What is a Mediation?

Your FELA "claim" is a lawsuit. In many ways it is similar to any other lawsuit, such as a lawsuit for damages arising from a car accident. A trial is a decision by a jury which imposes a result on the parties (you and the railroad). A mediation is an attempt by the court to encourage the parties to settle the case before trial.

Most often, mediation is ordered by the Court in which the lawsuit is filed. Mediation is an informal process. It usually occurs in an attorney’s office. You, your attorney, the railroad’s claims agent, and the railroad’s attorney must be present at mediation. Also present will be a mediator, who is usually a former judge or attorney, who has taken special classes and been certified by the court to mediate cases. The mediator is required by law to be impartial. He or she has no interest in the outcome of the suit. The mediator’s only job is to try to bring about an agreement which all parties believe is fair.

The Benefits of Mediation

A settlement is an agreement between the Plaintiff and the Railroad that, in exchange for a certain amount of money, the Plaintiff will drop his lawsuit and agree never to bring a lawsuit for the same injury again.

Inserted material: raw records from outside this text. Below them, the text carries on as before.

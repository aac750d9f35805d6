//! Integration tests for CLI commands routed through RunContext

use shortsmith::cli::{Commands, OutputFormat, RunContext};
use shortsmith::config::{Credentials, ShortsmithConfig};
use std::path::PathBuf;
use tempfile::TempDir;

fn context(workspace: &TempDir, server_url: &str) -> RunContext {
    let mut config = ShortsmithConfig::default();
    config.text.enabled = false;
    config.images.endpoints = vec![format!("{}/models/painter", server_url)];
    config.images.retry_delay_ms = 0;
    config.run.image_cooldown_ms = Some(0);

    RunContext::with_parts(
        workspace.path().to_path_buf(),
        None,
        None,
        config,
        Credentials {
            hugging_face_token: Some("hf_cli_token".to_string()),
            ..Credentials::default()
        },
    )
}

fn generate(keep: bool) -> Commands {
    Commands::Generate {
        topic: Some("Deep Sea".to_string()),
        max_images: Some(2),
        output: None,
        bundle_dir: None,
        interactive: false,
        keep,
        format: OutputFormat::Json,
    }
}

#[test]
fn test_generate_bundles_and_cleans_up() {
    let mut server = mockito::Server::new();
    let painter = server
        .mock("POST", "/models/painter")
        .with_status(200)
        .with_header("content-type", "image/png")
        .with_body(vec![7u8; 2048])
        .expect(2)
        .create();
    let workspace = TempDir::new().unwrap();

    let output = context(&workspace, &server.url())
        .execute(&generate(false))
        .unwrap();
    painter.assert();

    let value: serde_json::Value = serde_json::from_str(&output).unwrap();
    assert_eq!(value["result"]["topic"], "Deep Sea");
    assert_eq!(value["result"]["images"].as_array().unwrap().len(), 2);
    assert_eq!(value["kept"], false);

    let percents: Vec<u64> = value["progress"]
        .as_array()
        .unwrap()
        .iter()
        .map(|event| event["percent"].as_u64().unwrap())
        .collect();
    assert_eq!(percents.first(), Some(&10));
    assert_eq!(percents.last(), Some(&100));
    assert!(percents.windows(2).all(|pair| pair[0] <= pair[1]));

    let bundle = PathBuf::from(value["delivery"]["location"].as_str().unwrap());
    assert!(bundle.starts_with(workspace.path().join("bundles")));
    assert!(bundle.join("Deep_Sea_image_2.png").exists());

    let run_dir = PathBuf::from(value["result"]["run_dir"].as_str().unwrap());
    assert!(run_dir.starts_with(workspace.path().join("generated")));
    assert!(!run_dir.exists());
}

#[test]
fn test_generate_keep_leaves_run_files() {
    let mut server = mockito::Server::new();
    let _painter = server
        .mock("POST", "/models/painter")
        .with_status(200)
        .with_header("content-type", "image/png")
        .with_body(vec![7u8; 2048])
        .create();
    let workspace = TempDir::new().unwrap();

    let output = context(&workspace, &server.url())
        .execute(&generate(true))
        .unwrap();
    let value: serde_json::Value = serde_json::from_str(&output).unwrap();
    let run_dir = PathBuf::from(value["result"]["run_dir"].as_str().unwrap());
    assert!(run_dir.exists());
    assert_eq!(std::fs::read_dir(run_dir).unwrap().count(), 3);
}

#[test]
fn test_generate_with_unreachable_backend_still_delivers_text() {
    let workspace = TempDir::new().unwrap();
    // nothing listens on port 9; every image attempt is a connection error
    let output = context(&workspace, "http://127.0.0.1:9")
        .execute(&Commands::Generate {
            topic: Some("Quiet".to_string()),
            max_images: Some(1),
            output: Some(workspace.path().join("elsewhere")),
            bundle_dir: None,
            interactive: false,
            keep: true,
            format: OutputFormat::Text,
        })
        .unwrap();

    assert!(output.contains("Successfully generated content for 'Quiet'"));
    assert!(output.contains("Images: 0 of 7 prompts"));
    assert!(workspace.path().join("elsewhere").exists());
}
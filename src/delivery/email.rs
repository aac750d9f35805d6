//! Email drafts for a finished run.
//!
//! Only the message is built here: addresses, subject, an HTML body that points
//! at inline images through `cid:` references, and the inline parts themselves.
//! Sending is left to whoever picks the draft up.

use std::path::PathBuf;

use chrono::{DateTime, Utc};
use serde::Serialize;

use crate::config::{Credentials, DeliveryConfig};
use crate::content::ContentSections;
use crate::pipeline::RunResult;

/// Addresses and subject line for drafts.
#[derive(Debug, Clone, Default, PartialEq, Eq)]
pub struct EmailSettings {
    pub sender: Option<String>,
    pub recipients: Vec<String>,
    pub subject_prefix: String,
}

impl EmailSettings {
    /// Config values win; the environment fills in what config leaves empty.
    pub fn resolve(config: &DeliveryConfig, credentials: &Credentials) -> Self {
        let recipients = if config.recipients.is_empty() {
            credentials.recipients.clone()
        } else {
            config.recipients.clone()
        };
        Self {
            sender: config.sender.clone().or_else(|| credentials.sender_email.clone()),
            recipients,
            subject_prefix: config.subject_prefix.clone(),
        }
    }
}

/// An image attached inline and referenced as `cid:{content_id}`.
#[derive(Debug, Clone, PartialEq, Eq, Serialize)]
pub struct InlineImage {
    pub content_id: String,
    pub path: PathBuf,
    pub bytes: usize,
}

#[derive(Debug, Clone, Serialize)]
pub struct EmailDraft {
    pub from: Option<String>,
    pub to: Vec<String>,
    pub subject: String,
    #[serde(skip)]
    pub html: String,
    pub inline_images: Vec<InlineImage>,
}

impl EmailDraft {
    pub fn from_run(result: &RunResult, settings: &EmailSettings) -> Self {
        let sections = ContentSections::parse(result.text.as_str());
        let inline_images = result
            .images
            .iter()
            .enumerate()
            .map(|(i, asset)| InlineImage {
                content_id: format!("image{}", i + 1),
                path: asset.path.clone(),
                bytes: asset.size(),
            })
            .collect::<Vec<_>>();

        let html = render_html(
            result.topic.as_str(),
            &sections,
            &inline_images,
            result.generated_at,
        );

        Self {
            from: settings.sender.clone(),
            to: settings.recipients.clone(),
            subject: format!("{}: {}", settings.subject_prefix, result.topic),
            html,
            inline_images,
        }
    }

    pub fn has_recipients(&self) -> bool {
        !self.to.is_empty()
    }
}

fn render_html(
    topic: &str,
    sections: &ContentSections,
    images: &[InlineImage],
    generated_at: DateTime<Utc>,
) -> String {
    let mut image_blocks = String::new();
    for (i, image) in images.iter().enumerate() {
        image_blocks.push_str(&format!(
            "<div class=\"image\"><h4>Generated Image {n}:</h4>\
             <img src=\"cid:{cid}\" alt=\"YouTube Shorts Image {n}\"></div>\n",
            n = i + 1,
            cid = image.content_id,
        ));
    }

    format!(
        "<!DOCTYPE html>
<html>
<head><meta charset=\"utf-8\"><title>{topic}</title></head>
<body>
<h1>🎬 YouTube Shorts Content Generated</h1>
<h2>Topic: {topic}</h2>
<p class=\"timestamp\"><strong>Generated on:</strong> {generated}</p>
<div class=\"section script\"><h2>🧠 Video Script &amp; Facts</h2><pre>{script}</pre></div>
<div class=\"section title\"><h2>🎬 YouTube Title</h2><pre>{title}</pre></div>
<div class=\"section description\"><h2>📄 Video Description</h2><pre>{description}</pre></div>
<div class=\"section hashtags\"><h2>🏷️ Tags &amp; Hashtags</h2><pre>{hashtags}</pre></div>
<div class=\"section images\"><h2>🖼️ Generated Images for Video</h2>
{images}</div>
</body>
</html>
",
        topic = escape_html(topic),
        generated = generated_at.format("%Y-%m-%d %H:%M:%S"),
        script = escape_html(&sections.script),
        title = escape_html(&sections.title),
        description = escape_html(&sections.description),
        hashtags = escape_html(&sections.hashtags),
        images = image_blocks,
    )
}

pub(crate) fn escape_html(text: &str) -> String {
    let mut out = String::with_capacity(text.len());
    for c in text.chars() {
        match c {
            '&' => out.push_str("&amp;"),
            '<' => out.push_str("&lt;"),
            '>' => out.push_str("&gt;"),
            '"' => out.push_str("&quot;"),
            '\'' => out.push_str("&#39;"),
            _ => out.push(c),
        }
    }
    out
}
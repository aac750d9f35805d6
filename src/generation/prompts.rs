//! Image prompt extraction from `[IMAGE_PROMPT: ...]` markers.

use regex::Regex;
use std::sync::OnceLock;

use crate::types::ImagePrompt;

fn marker_regex() -> &'static Regex {
    static MARKER: OnceLock<Regex> = OnceLock::new();
    // `.` stops at newlines: a marker lives on one line, the text may have many.
    MARKER.get_or_init(|| Regex::new(r"(?i)\[IMAGE_PROMPT:\s*(.*?)\]").expect("Valid marker regex"))
}

/// All image prompts in document order. Duplicates are kept; no markers gives an
/// empty list.
pub fn extract_prompts(text: &str) -> Vec<ImagePrompt> {
    marker_regex()
        .captures_iter(text)
        .filter_map(|caps| caps.get(1))
        .enumerate()
        .map(|(index, description)| ImagePrompt {
            index,
            description: description.as_str().trim().to_string(),
        })
        .collect()
}

/// Text with every marker removed, for display.
pub fn strip_markers(text: &str) -> String {
    marker_regex().replace_all(text, "").into_owned()
}
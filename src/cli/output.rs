//! CLI output: error mapping from domain errors to stable CLI surface.

use crate::error::PipelineError;

/// Map domain/service errors to a string for CLI output.
pub fn map_error(e: &PipelineError) -> String {
    match e {
        PipelineError::Config(_) => format!(
            "Error: {}\nRun `shortsmith check` to inspect credentials and configuration.",
            e
        ),
        _ => format!("Error: {}", e),
    }
}
//! CLI domain: parse, route, output and presentation only.
//! Orchestration lives in the pipeline and delivery modules; the route table
//! wires them together per command.

mod output;
mod parse;
mod presentation;
mod route;

pub use output::map_error;
pub use parse::{Cli, Commands, OutputFormat};
pub use presentation::{
    format_check_report, format_prompts_text, format_run_summary, CheckReport,
};
pub use route::RunContext;
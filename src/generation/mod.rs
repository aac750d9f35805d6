//! Content generation stages: script text, prompt extraction, images.

pub mod image;
pub mod prompts;
pub mod text;

pub use image::{
    is_image_like, AttemptOutcome, BackendPool, GeneratedImage, ImageGenerator, ImagePolicy,
};
pub use prompts::{extract_prompts, strip_markers};
pub use text::{fallback_script, instruction_prompt, TextGenerator, FALLBACK_IMAGE_PROMPTS};
//! Event schema for run progress.

use chrono::{DateTime, Utc};
use serde::{Deserialize, Serialize};

/// One progress report. Immutable once emitted.
#[derive(Debug, Clone, PartialEq, Eq, Serialize, Deserialize)]
pub struct ProgressEvent {
    pub percent: u8,
    pub message: String,
    pub timestamp: DateTime<Utc>,
}

impl ProgressEvent {
    /// Percent is clamped to 100.
    pub fn now(percent: u8, message: impl Into<String>) -> Self {
        Self {
            percent: percent.min(100),
            message: message.into(),
            timestamp: Utc::now(),
        }
    }
}

/// Latest status of a session as served to pollers.
#[derive(Debug, Clone, PartialEq, Eq, Serialize, Deserialize)]
pub struct ProgressSnapshot {
    pub progress: u8,
    pub status: String,
    pub timestamp: DateTime<Utc>,
}

impl ProgressSnapshot {
    pub fn not_found() -> Self {
        Self {
            progress: 0,
            status: "Session not found".to_string(),
            timestamp: Utc::now(),
        }
    }

    pub fn starting() -> Self {
        Self {
            progress: 0,
            status: "Starting...".to_string(),
            timestamp: Utc::now(),
        }
    }
}

impl From<&ProgressEvent> for ProgressSnapshot {
    fn from(event: &ProgressEvent) -> Self {
        Self {
            progress: event.percent,
            status: event.message.clone(),
            timestamp: event.timestamp,
        }
    }
}
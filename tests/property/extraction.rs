//! Property-based tests for prompt extraction and the offline script

use proptest::prelude::*;
use shortsmith::generation::{extract_prompts, fallback_script, strip_markers};
use shortsmith::types::Topic;

fn description() -> impl Strategy<Value = String> {
    "[a-zA-Z0-9 ,.'-]{1,40}".prop_filter("needs a visible character", |s| !s.trim().is_empty())
}

/// The offline script is a pure function of the topic
#[test]
fn test_fallback_is_deterministic_property() {
    let mut runner = proptest::test_runner::TestRunner::default();

    runner
        .run(&"[a-zA-Z0-9 ]{1,30}", |raw| {
            prop_assume!(!raw.trim().is_empty());
            let topic = Topic::new(&raw).unwrap();
            let first = fallback_script(&topic);
            let second = fallback_script(&topic);

            prop_assert_eq!(&first, &second);
            prop_assert_eq!(extract_prompts(&first).len(), 7);
            prop_assert!(first.contains(topic.as_str()));
            Ok(())
        })
        .unwrap();
}

/// Every embedded marker comes back once, in order, whatever surrounds it
#[test]
fn test_extraction_preserves_count_and_order_property() {
    let mut runner = proptest::test_runner::TestRunner::default();

    runner
        .run(
            &(
                prop::collection::vec(description(), 0..8),
                "[a-z \n]{0,20}",
            ),
            |(descriptions, filler)| {
                let mut text = String::new();
                for (i, d) in descriptions.iter().enumerate() {
                    text.push_str(&filler);
                    let tag = if i % 2 == 0 { "IMAGE_PROMPT" } else { "image_prompt" };
                    text.push_str(&format!("[{}: {}]", tag, d));
                }
                text.push_str(&filler);

                let prompts = extract_prompts(&text);
                prop_assert_eq!(prompts.len(), descriptions.len());
                for (i, (prompt, d)) in prompts.iter().zip(&descriptions).enumerate() {
                    prop_assert_eq!(prompt.index, i);
                    prop_assert_eq!(prompt.description.as_str(), d.trim());
                }
                prop_assert!(extract_prompts(&strip_markers(&text)).is_empty());
                Ok(())
            },
        )
        .unwrap();
}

Some settlements happen without Court ordered mediation. However, mediation is often the best opportunity to settle the case because a mediator can help the parties reach an agreement and come to a settlement. Mediation does not mean that you must settle your case, or that a settlement will be forced upon you. It is a means to determine if settlement is possible, and, if so, to help the parties come to an agreement on a settlement. Many cases which are mediated do not settle, or sometimes settle later without trial. Other cases never settle and are concluded through trial. Mediation is usually something that you must go through because it is ordered by the Court. It cannot hurt your case, but it may result in a settlement which is in your best interest. Therefore, mediation is always a good idea, because there is nothing to lose, and may be something to gain.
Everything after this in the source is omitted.